▶ **Collected data entries**:
☆ ☆ ☆ ☆

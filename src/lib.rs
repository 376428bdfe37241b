//! orbtrace sphere renderer
//!
//! Renders scenes of spheres and planes lit by a single point light with two
//! interchangeable strategies: a recursive ray tracer that culls spheres with
//! an octree, and a sphere-traced ray marcher. Frames are written as binary
//! PPM or PNG.

#![warn(missing_docs)]
#![warn(rustdoc::broken_intra_doc_links)]
#![warn(rustdoc::missing_crate_level_docs)]

pub mod aabb;
pub mod camera;
pub mod config;
pub mod hittable;
pub mod integrator;
pub mod interval;
pub mod marcher;
pub mod material;
pub mod octree;
pub mod output;
pub mod plane;
pub mod random;
pub mod ray;
pub mod scene;
pub mod sphere;
pub mod tracer;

☆ ☆ ☆ ☆

▶ **Your assignment**: Your answer should consist of the lines above that hold the word "rustdoc", copied exactly.

▶ **Response**:
#![warn(rustdoc::broken_intra_doc_links)]
#![warn(rustdoc::missing_crate_level_docs)]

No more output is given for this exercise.